I know that personal anecdotes aren't the same as data, but the article linked earlier really does show how much things have changed.

Maybe it's a good thing and people are genuinely becoming more academically talented? More people go to college, therefore more grow up in families where college is expected, and there's the support etc.

Oxfordterfarama · 31/08/2018 14:04

There’s no sensible of way of generalising about marks and classifications across subjects and institutions. Students need to think hard about what they want to do with their degrees before they apply. As I say to my own DCs, decide what you want to study first and then think about the best place to go, not the other way round.

lelepond · 31/08/2018 14:05

Personally, I think your chances of gaining a first-class degree depends heavily on the subject you studied. And I'm not sure how fair that is.

I just graduated with a first (studied law) at LSE and hardly any of my coursemates managed the same- the vast majority achieved 2:1's. However, almost everyone I know who did Economics or Management (and especially Mathematics & Economics) is graduating with a first. In their exams, it was common for them to score 90/100% as right and wrong answers are far more clear-cut. Whereas, I viewed 70% as being an almost perfect score.

And for what it's worth my overall percentage was 69% and I was bumped up (very surprised).

MrsMozart · 31/08/2018 14:07

As I remember it the usual was a 2:2. Now it seems to be the same, mainly 2:2, with a few 2:1, and a couple of exceptional 1st.

MargaretCavendish · 31/08/2018 14:07

So for some, its actually better to go to a lower tierd uni and get a high classification than struggle to get into an and RG or whatever only to get a mediocre 2.2 if thats all what they are capable of because graduate scheme criteria does not account for name of institution.

Well, perhaps, but it's not an easily predicted thing - no one knows that a student who got a RG 2.2 would have got a 2.1 elsewhere - and also the schemes you're thinking of tend to also be quite selective about the universities they'll consider. The blunt truth of it is that top tier 2.1s aren't in short supply so competitive schemes don't have to pick between lower tier 2.1s and RG 2.2s - they can just reject both.

DieAntword · 31/08/2018 14:08

Personally, I think your chances of gaining a first-class degree depends heavily on the subject you studied. And I'm not sure how fair that is.

I feel a bit put out that over 50% of people on my course get 2.2s which makes mine mediocre but not the godawful failure I perceived it to be (my graduation pictures are the most miserable looking pictures I've ever had taken - didn't want to go except my parents did, dunno why, to see my shame ;_;) but at some places its practically impossible to get a 2.2.

KickAssAngel · 31/08/2018 14:08

Oh, and I did an MA recently.
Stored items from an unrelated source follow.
//! Tabula Table - typed, change-tracked in-memory tables and views.
//!
//! This crate provides the table layer of Tabula:
//!
//! - `Column` / `ColumnCollection`: Column definitions and the ordered column set
//! - `Row` / `RowCollection`: Row values with change tracking, and the row sequence
//! - `Table`: Row creation, search, sorting, cloning and change checkpoints
//! - `Criteria` / `RowFilter`: Per-column criteria and predicate filters
//! - `TableSchema`: Schema export, import, comparison and reconciliation
//! - `View`: Filtered and sorted projections recomputed on every access
//!
//! # Example
//!
//! ```rust
//! use tabula_core::{DataType, Record, Value};
//! use tabula_table::{Criteria, SortOrder, Table};
//!
//! let mut users = Table::new("Users");
//! users.add_column(("id", DataType::Number)).unwrap();
//! users.add_column(("name", DataType::String)).unwrap();
//! users.add_column(("age", DataType::Number)).unwrap();
//! users.set_primary_key(&["id"]).unwrap();
//!
//! users.add_row(Record::new().with("id", 1).with("name", "A").with("age", 30)).unwrap();
//! users.add_row(Record::new().with("id", 2).with("name", "B").with("age", 25)).unwrap();
//!
//! users.sort("age", SortOrder::Asc).unwrap();
//! assert_eq!(users.row(0).unwrap().get("name").unwrap(), &Value::from("B"));
//!
//! let older = users.find_rows(&Criteria::new().gt("age", 26));
//! assert_eq!(older.len(), 1);
//! ```

mod column;
mod columns;
pub mod criteria;
mod row;
mod rows;
pub mod schema;
pub mod sort;
mod table;
mod view;

pub use column::Column;
pub use columns::ColumnCollection;
pub use criteria::{Criteria, Criterion, Operator, RowFilter};
pub use row::{ColumnKey, Row, RowMut, RowState};
pub use rows::RowCollection;
pub use schema::{
    ColumnSchema, NullabilityMismatch, SchemaDiff, SchemaUpdate, TableSchema, TypeMismatch,
    UniqueConstraint,
};
pub use sort::{SortCriterion, SortOrder};
pub use table::{RowInput, Table};
pub use view::{View, ViewSort};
I live in the US now. Many colleges protect their library databases so that you actually have to be onsite to access all journals etc, even in electronic form. They pay a phenomenal amount of money to have a huge range of journals available, and they don't want that being shared around between people who aren't paying them tuition fees.

So, I still had to get up and go to college to do my research, but at least I mainly just sat at a desk downloading documents and saving them, rather than having to carry huge piles of books back to my house.
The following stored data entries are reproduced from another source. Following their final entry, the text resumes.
//! Structural schema records and schema reconciliation.
//!
//! A `TableSchema` is the plain description of a table's structure that
//! crosses the crate boundary; any serde format can persist it. Tables can be
//! rebuilt from it, compared against it and reconciled towards it.

use crate::column::Column;
use crate::table::Table;
use serde::{Deserialize, Serialize};
use tabula_core::{DataType, Result, Value};
use tracing::debug;

/// Description of one column.
#[derive(Clone, Debug, PartialEq, Serialize, Deserialize)]
#[serde(rename_all = "camelCase")]
pub struct ColumnSchema {
    pub name: String,
    /// `None` for an untyped column.
    pub data_type: Option<DataType>,
    pub allow_null: bool,
    #[serde(default = "null_value")]
    pub default_value: Value,
    #[serde(default)]
    pub expression: Option<String>,
    #[serde(default)]
    pub read_only: bool,
    #[serde(default)]
    pub unique: bool,
    pub ordinal: usize,
    pub caption: String,
}

fn null_value() -> Value {
    Value::Null
}

impl ColumnSchema {
    fn from_column(column: &Column) -> Self {
        Self {
            name: column.name().to_string(),
            data_type: column.data_type(),
            allow_null: column.allows_null(),
            default_value: column.get_default_value().clone(),
            expression: column.get_expression().map(str::to_string),
            read_only: column.is_read_only(),
            unique: column.is_unique(),
            ordinal: column.ordinal(),
            caption: column.get_caption().to_string(),
        }
    }

    fn to_column(&self) -> Column {
        let mut column = Column::with_type(self.name.as_str(), self.data_type)
            .allow_null(self.allow_null)
            .default_value(self.default_value.clone())
            .read_only(self.read_only)
            .unique(self.unique);
        if self.caption != self.name {
            column = column.caption(self.caption.as_str());
        }
        if let Some(expression) = &self.expression {
            column = column.expression(expression.as_str());
        }
        column
    }
}

/// A derived uniqueness constraint.
#[derive(Clone, Debug, PartialEq, Eq, Serialize, Deserialize)]
#[serde(rename_all = "camelCase")]
pub struct UniqueConstraint {
    pub name: String,
    pub columns: Vec<String>,
    pub primary_key: bool,
}

/// Structural description of a table.
#[derive(Clone, Debug, PartialEq, Serialize, Deserialize)]
#[serde(rename_all = "camelCase")]
pub struct TableSchema {
    pub table_name: String,
    #[serde(default)]
    pub case_sensitive: bool,
    pub columns: Vec<ColumnSchema>,
    #[serde(default)]
    pub primary_key: Option<Vec<String>>,
    /// Derived from the columns and primary key; ignored on import.
    #[serde(default)]
    pub unique_constraints: Vec<UniqueConstraint>,
}

impl TableSchema {
    /// Looks up a column description by name.
    pub fn column(&self, name: &str) -> Option<&ColumnSchema> {
        self.columns.iter().find(|c| c.name == name)
    }
}

/// A column present on both sides with different declared types.
#[derive(Clone, Debug, PartialEq, Eq)]
pub struct TypeMismatch {
    pub column: String,
    /// Type in the schema compared against.
    pub expected: Option<DataType>,
    /// Type in this table.
    pub actual: Option<DataType>,
}

/// A column present on both sides with different nullability.
#[derive(Clone, Debug, PartialEq, Eq)]
pub struct NullabilityMismatch {
    pub column: String,
    pub expected: bool,
    pub actual: bool,
}

/// The structural differences between a table and a schema.
#[derive(Clone, Debug, Default, PartialEq, Eq)]
pub struct SchemaDiff {
    /// In the schema, not in the table.
    pub missing_columns: Vec<String>,
    /// In the table, not in the schema.
    pub extra_columns: Vec<String>,
    pub type_mismatches: Vec<TypeMismatch>,
    pub nullability_mismatches: Vec<NullabilityMismatch>,
}

impl SchemaDiff {
    /// Returns true if no difference was found.
    pub fn is_identical(&self) -> bool {
        self.missing_columns.is_empty()
            && self.extra_columns.is_empty()
            && self.type_mismatches.is_empty()
            && self.nullability_mismatches.is_empty()
    }
}

/// What a reconciliation changed, phase by phase.
#[derive(Clone, Debug, Default, PartialEq, Eq)]
pub struct SchemaUpdate {
    pub added: Vec<String>,
    pub removed: Vec<String>,
    pub modified: Vec<String>,
}

impl SchemaUpdate {
    pub fn is_empty(&self) -> bool {
        self.added.is_empty() && self.removed.is_empty() && self.modified.is_empty()
    }
}

impl Table {
    /// Describes this table's structure.
    pub fn export_schema(&self) -> TableSchema {
        let columns: Vec<ColumnSchema> = self.columns().iter().map(ColumnSchema::from_column).collect();

        let mut unique_constraints = Vec::new();
        if !self.primary_key().is_empty() {
            unique_constraints.push(UniqueConstraint {
                name: format!("pk{}", capitalize(self.name())),
                columns: self.primary_key().to_vec(),
                primary_key: true,
            });
        }
        for column in self.columns().iter() {
            if column.is_unique() && !column.is_primary_key() {
                unique_constraints.push(UniqueConstraint {
                    name: format!("uq{}{}", capitalize(self.name()), capitalize(column.name())),
                    columns: vec![column.name().to_string()],
                    primary_key: false,
                });
            }
        }

        TableSchema {
            table_name: self.name().to_string(),
            case_sensitive: self.case_sensitive(),
            columns,
            primary_key: (!self.primary_key().is_empty()).then(|| self.primary_key().to_vec()),
            unique_constraints,
        }
    }

    /// Rebuilds an empty table from a schema. Columns are added in ordinal
    /// order.
    pub fn import_schema(schema: &TableSchema) -> Result<Table> {
        let mut table = Table::new(schema.table_name.as_str());
        table.set_case_sensitive(schema.case_sensitive);

        let mut columns: Vec<&ColumnSchema> = schema.columns.iter().collect();
        columns.sort_by_key(|c| c.ordinal);
        for column in columns {
            table.add_column(column.to_column())?;
        }

        if let Some(key) = &schema.primary_key {
            let names: Vec<&str> = key.iter().map(String::as_str).collect();
            table.set_primary_key(&names)?;
        }
        debug!(table = %schema.table_name, columns = schema.columns.len(), "schema imported");
        Ok(table)
    }

    /// Diffs this table against `other`.
    pub fn compare_schema(&self, other: &TableSchema) -> SchemaDiff {
        let mut diff = SchemaDiff::default();

        for expected in &other.columns {
            match self.columns().find(&expected.name) {
                None => diff.missing_columns.push(expected.name.clone()),
                Some(actual) => {
                    if actual.data_type() != expected.data_type {
                        diff.type_mismatches.push(TypeMismatch {
                            column: expected.name.clone(),
                            expected: expected.data_type,
                            actual: actual.data_type(),
                        });
                    }
                    if actual.allows_null() != expected.allow_null {
                        diff.nullability_mismatches.push(NullabilityMismatch {
                            column: expected.name.clone(),
                            expected: expected.allow_null,
                            actual: actual.allows_null(),
                        });
                    }
                }
            }
        }

        diff.extra_columns = self
            .columns()
            .iter()
            .filter(|c| other.column(c.name()).is_none())
            .map(|c| c.name().to_string())
            .collect();

        diff
    }

    /// Reconciles this table towards `source`.
    ///
    /// Runs three phases in order: add missing columns (if `add_missing`),
    /// remove extra columns (if `remove_extra`), then align the type and
    /// nullability of shared columns. Earlier phases are not undone when a
    /// later one fails. Only column removal touches row values.
    pub fn update_schema(
        &mut self,
        source: &TableSchema,
        add_missing: bool,
        remove_extra: bool,
    ) -> Result<SchemaUpdate> {
        let diff = self.compare_schema(source);
        let mut update = SchemaUpdate::default();

        if add_missing {
            for name in &diff.missing_columns {
                if let Some(column) = source.column(name) {
                    self.add_column(column.to_column())?;
                    update.added.push(name.clone());
                }
            }
            debug!(table = %self.name(), added = update.added.len(), "schema add phase");
        }

        if remove_extra {
            for name in &diff.extra_columns {
                self.remove_column(name)?;
                update.removed.push(name.clone());
            }
            debug!(table = %self.name(), removed = update.removed.len(), "schema remove phase");
        }

        for mismatch in &diff.type_mismatches {
            self.column_mut(&mismatch.column)?.set_data_type(mismatch.expected);
            update.modified.push(mismatch.column.clone());
        }
        for mismatch in &diff.nullability_mismatches {
            self.column_mut(&mismatch.column)?.set_allow_null(mismatch.expected);
            if !update.modified.contains(&mismatch.column) {
                update.modified.push(mismatch.column.clone());
            }
        }
        debug!(table = %self.name(), modified = update.modified.len(), "schema modify phase");

        Ok(update)
    }
}

fn capitalize(s: &str) -> String {
    let mut chars = s.chars();
    match chars.next() {
        None => String::new(),
        Some(c) => c.to_uppercase().chain(chars).collect(),
    }
}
There was definitely a LOT more journals available compared to my first degree, but it was also a more prestigious college.

Enb76 · 31/08/2018 14:10

My brother got a Douglas in 1990 - far too much partying. However, although most blue chip companies wanted a Desmond or above, there were reasonably good companies that just wanted you to have a degree, it didn't matter what it was. That has certainly changed.

Graphista · 31/08/2018 14:12

I think whether which uni matters depends on the career. For law, medicine, high level banking basically 'old boys club' type jobs I suspect it does matter, for other careers not so much. Probably a gradual thing though.